TASK — Your answer should hold each line of the material that contains the word "urlencoded".
....................
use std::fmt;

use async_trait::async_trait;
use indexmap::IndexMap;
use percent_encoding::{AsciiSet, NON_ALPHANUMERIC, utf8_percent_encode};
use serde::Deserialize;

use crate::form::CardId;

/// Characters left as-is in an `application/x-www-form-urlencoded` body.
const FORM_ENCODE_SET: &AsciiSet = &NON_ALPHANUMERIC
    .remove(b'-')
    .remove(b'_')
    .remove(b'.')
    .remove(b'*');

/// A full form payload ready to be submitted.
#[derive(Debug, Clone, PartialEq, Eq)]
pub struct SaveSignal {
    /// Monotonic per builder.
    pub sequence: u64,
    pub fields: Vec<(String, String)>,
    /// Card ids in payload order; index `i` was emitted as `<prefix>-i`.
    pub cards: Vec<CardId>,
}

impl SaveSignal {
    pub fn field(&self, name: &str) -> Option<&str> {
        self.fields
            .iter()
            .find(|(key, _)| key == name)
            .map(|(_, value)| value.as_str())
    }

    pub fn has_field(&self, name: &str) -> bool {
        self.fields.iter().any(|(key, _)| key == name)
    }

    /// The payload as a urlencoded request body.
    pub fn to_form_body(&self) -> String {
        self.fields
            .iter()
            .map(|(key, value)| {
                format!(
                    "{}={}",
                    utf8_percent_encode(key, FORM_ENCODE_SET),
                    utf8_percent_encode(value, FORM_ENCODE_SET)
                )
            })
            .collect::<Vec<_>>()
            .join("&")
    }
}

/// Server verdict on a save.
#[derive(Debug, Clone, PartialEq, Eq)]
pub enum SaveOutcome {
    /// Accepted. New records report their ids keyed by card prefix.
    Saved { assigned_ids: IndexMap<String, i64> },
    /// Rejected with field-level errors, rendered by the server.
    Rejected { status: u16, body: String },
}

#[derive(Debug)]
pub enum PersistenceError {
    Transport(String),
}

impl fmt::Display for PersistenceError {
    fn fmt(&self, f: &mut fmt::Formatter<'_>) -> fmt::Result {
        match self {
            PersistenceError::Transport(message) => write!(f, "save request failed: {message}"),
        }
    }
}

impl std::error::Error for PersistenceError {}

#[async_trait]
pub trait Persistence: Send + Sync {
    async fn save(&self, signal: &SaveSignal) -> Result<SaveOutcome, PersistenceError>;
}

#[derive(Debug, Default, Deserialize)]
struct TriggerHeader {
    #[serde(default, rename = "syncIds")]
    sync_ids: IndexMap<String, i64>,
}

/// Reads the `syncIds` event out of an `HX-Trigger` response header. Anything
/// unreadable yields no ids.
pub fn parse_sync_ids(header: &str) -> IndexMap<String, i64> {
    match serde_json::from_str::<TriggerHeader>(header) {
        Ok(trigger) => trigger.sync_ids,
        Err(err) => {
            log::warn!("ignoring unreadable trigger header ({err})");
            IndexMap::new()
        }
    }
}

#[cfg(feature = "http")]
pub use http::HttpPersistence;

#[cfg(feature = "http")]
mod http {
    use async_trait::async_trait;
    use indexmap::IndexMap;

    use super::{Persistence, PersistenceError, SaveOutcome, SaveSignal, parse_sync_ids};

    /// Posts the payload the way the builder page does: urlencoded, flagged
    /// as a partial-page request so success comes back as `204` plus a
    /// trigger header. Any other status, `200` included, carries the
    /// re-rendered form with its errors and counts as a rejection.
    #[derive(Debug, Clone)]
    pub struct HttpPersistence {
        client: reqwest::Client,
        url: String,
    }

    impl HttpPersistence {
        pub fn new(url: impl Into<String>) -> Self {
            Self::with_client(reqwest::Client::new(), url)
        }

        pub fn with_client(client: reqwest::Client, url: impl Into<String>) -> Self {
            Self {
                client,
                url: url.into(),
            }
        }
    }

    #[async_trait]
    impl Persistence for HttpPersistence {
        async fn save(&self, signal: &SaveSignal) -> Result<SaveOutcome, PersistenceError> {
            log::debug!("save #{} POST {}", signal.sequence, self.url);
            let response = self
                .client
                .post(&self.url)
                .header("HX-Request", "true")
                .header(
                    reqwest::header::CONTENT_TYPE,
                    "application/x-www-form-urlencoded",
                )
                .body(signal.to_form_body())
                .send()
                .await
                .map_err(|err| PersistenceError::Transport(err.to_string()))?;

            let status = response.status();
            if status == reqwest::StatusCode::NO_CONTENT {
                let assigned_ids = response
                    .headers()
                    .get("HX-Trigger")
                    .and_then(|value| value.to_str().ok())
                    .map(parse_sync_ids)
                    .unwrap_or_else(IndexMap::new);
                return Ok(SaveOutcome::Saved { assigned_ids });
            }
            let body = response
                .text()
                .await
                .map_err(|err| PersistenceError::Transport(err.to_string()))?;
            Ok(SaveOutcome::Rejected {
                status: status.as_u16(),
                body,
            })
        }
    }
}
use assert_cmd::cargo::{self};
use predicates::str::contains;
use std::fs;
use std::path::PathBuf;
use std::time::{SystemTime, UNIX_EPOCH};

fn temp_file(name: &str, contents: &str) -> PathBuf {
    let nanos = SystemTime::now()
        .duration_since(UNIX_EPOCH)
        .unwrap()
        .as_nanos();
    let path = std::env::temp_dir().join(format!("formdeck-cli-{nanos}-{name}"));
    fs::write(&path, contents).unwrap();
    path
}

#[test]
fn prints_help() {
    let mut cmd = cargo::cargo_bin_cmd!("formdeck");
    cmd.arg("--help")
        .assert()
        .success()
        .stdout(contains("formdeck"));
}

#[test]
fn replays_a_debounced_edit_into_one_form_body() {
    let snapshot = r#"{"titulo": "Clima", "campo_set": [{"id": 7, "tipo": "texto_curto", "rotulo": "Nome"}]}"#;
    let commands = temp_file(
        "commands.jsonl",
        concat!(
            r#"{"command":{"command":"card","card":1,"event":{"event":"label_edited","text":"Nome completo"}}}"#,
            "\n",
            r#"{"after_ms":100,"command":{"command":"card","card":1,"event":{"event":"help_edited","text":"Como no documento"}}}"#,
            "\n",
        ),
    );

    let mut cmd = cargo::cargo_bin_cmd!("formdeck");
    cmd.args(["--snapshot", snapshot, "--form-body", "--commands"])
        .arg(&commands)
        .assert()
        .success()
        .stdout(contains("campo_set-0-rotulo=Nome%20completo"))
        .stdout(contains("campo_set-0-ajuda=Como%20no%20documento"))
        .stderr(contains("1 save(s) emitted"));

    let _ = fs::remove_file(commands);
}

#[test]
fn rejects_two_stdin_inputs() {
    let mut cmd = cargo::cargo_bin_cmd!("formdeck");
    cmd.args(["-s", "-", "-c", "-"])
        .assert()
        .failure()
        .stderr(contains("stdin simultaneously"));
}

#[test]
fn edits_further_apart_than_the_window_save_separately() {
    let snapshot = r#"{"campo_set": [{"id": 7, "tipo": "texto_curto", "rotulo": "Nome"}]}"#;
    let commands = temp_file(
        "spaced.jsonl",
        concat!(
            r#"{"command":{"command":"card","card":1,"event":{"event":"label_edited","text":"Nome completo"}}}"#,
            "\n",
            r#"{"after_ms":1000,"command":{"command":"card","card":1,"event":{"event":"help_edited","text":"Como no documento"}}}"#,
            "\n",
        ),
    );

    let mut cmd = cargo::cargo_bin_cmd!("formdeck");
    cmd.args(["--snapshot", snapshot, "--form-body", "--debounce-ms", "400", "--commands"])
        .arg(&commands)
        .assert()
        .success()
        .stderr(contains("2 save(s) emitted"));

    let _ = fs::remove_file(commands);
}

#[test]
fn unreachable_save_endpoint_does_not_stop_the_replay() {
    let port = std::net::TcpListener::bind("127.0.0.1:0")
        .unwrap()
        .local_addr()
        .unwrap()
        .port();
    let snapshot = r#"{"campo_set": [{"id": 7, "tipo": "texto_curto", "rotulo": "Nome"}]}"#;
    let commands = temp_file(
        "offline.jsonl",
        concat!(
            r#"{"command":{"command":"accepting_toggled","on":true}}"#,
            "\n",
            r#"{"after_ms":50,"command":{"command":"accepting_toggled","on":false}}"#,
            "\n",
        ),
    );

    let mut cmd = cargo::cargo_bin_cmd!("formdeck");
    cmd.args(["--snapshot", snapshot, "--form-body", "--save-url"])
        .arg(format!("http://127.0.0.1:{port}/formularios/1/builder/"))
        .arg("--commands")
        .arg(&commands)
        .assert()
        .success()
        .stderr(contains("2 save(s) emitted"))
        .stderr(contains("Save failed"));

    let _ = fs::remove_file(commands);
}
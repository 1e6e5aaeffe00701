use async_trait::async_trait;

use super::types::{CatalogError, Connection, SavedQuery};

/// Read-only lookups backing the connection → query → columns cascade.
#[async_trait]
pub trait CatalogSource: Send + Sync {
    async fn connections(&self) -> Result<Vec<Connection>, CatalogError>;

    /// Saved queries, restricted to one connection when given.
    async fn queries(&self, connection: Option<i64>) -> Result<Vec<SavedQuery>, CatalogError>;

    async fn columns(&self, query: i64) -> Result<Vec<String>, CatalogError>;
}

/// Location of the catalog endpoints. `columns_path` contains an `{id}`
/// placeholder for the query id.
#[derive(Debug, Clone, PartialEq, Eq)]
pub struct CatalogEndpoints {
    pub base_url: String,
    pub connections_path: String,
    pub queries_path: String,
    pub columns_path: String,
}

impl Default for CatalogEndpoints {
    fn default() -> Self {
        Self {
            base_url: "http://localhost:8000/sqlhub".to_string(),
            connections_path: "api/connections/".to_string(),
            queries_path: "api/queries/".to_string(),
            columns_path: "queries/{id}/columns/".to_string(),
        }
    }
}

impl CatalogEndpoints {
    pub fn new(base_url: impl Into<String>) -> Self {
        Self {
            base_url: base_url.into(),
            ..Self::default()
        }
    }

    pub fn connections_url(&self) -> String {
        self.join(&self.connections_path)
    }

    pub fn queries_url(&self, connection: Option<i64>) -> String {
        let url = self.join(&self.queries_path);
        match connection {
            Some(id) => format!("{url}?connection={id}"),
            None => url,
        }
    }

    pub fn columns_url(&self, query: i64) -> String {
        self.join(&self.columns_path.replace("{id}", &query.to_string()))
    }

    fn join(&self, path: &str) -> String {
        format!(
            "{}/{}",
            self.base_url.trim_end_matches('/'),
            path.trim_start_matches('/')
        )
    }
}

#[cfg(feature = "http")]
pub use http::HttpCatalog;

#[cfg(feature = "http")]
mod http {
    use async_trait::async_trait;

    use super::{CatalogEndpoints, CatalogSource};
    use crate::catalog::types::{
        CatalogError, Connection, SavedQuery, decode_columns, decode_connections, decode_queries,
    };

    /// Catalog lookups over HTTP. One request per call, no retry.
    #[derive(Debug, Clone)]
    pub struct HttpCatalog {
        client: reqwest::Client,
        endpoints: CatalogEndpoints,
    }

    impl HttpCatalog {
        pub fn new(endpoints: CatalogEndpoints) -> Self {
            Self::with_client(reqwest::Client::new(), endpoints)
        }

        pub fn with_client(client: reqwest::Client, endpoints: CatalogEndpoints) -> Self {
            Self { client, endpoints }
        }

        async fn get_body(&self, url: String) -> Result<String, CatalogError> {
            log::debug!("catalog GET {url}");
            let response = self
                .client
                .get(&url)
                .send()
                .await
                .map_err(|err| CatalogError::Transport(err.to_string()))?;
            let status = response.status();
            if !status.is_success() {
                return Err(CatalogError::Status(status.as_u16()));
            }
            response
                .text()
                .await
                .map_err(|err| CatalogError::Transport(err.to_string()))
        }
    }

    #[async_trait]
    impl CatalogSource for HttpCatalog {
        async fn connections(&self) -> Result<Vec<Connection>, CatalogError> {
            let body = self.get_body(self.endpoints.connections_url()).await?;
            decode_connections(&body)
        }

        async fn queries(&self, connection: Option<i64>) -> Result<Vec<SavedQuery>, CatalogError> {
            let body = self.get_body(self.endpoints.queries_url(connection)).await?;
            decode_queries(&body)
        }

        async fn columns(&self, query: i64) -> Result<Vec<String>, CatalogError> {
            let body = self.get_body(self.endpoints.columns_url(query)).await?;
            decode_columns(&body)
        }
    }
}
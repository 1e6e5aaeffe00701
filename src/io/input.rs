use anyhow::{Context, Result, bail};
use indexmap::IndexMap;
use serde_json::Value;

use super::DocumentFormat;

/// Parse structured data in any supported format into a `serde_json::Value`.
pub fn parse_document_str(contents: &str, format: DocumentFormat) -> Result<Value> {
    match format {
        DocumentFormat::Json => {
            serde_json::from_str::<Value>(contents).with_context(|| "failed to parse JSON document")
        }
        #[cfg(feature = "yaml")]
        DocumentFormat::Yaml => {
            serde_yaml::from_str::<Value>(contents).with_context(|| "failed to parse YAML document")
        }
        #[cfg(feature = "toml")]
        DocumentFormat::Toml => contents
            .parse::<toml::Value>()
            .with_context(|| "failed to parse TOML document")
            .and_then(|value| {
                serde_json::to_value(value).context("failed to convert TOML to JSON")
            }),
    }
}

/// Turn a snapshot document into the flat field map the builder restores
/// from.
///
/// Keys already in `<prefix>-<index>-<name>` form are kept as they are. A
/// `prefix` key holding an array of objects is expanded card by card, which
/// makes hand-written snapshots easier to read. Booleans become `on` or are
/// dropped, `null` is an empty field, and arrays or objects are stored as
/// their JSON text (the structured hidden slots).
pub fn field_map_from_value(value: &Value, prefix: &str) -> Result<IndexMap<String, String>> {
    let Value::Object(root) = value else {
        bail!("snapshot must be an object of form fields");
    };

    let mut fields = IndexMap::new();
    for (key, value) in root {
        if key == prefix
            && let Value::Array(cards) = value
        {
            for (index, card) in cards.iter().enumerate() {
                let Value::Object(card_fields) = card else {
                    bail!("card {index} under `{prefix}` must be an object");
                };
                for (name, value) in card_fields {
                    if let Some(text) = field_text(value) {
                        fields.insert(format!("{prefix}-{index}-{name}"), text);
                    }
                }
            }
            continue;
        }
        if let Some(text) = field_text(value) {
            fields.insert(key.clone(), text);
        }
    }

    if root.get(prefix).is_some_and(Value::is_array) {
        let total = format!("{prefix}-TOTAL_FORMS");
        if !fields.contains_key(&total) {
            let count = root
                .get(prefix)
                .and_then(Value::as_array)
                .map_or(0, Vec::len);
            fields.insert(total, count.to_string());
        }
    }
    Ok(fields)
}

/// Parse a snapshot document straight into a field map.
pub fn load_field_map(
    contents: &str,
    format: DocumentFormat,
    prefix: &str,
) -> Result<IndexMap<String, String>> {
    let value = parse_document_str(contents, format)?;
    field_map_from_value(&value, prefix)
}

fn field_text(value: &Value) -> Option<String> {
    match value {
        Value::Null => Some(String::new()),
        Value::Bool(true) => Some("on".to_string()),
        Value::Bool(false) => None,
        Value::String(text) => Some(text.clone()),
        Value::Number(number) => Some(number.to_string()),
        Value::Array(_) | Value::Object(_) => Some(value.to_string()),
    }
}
....................
REPLY TO THE TASK —
/// Characters left as-is in an `application/x-www-form-urlencoded` body.
    /// The payload as a urlencoded request body.
    /// Posts the payload the way the builder page does: urlencoded, flagged
                    "application/x-www-form-urlencoded",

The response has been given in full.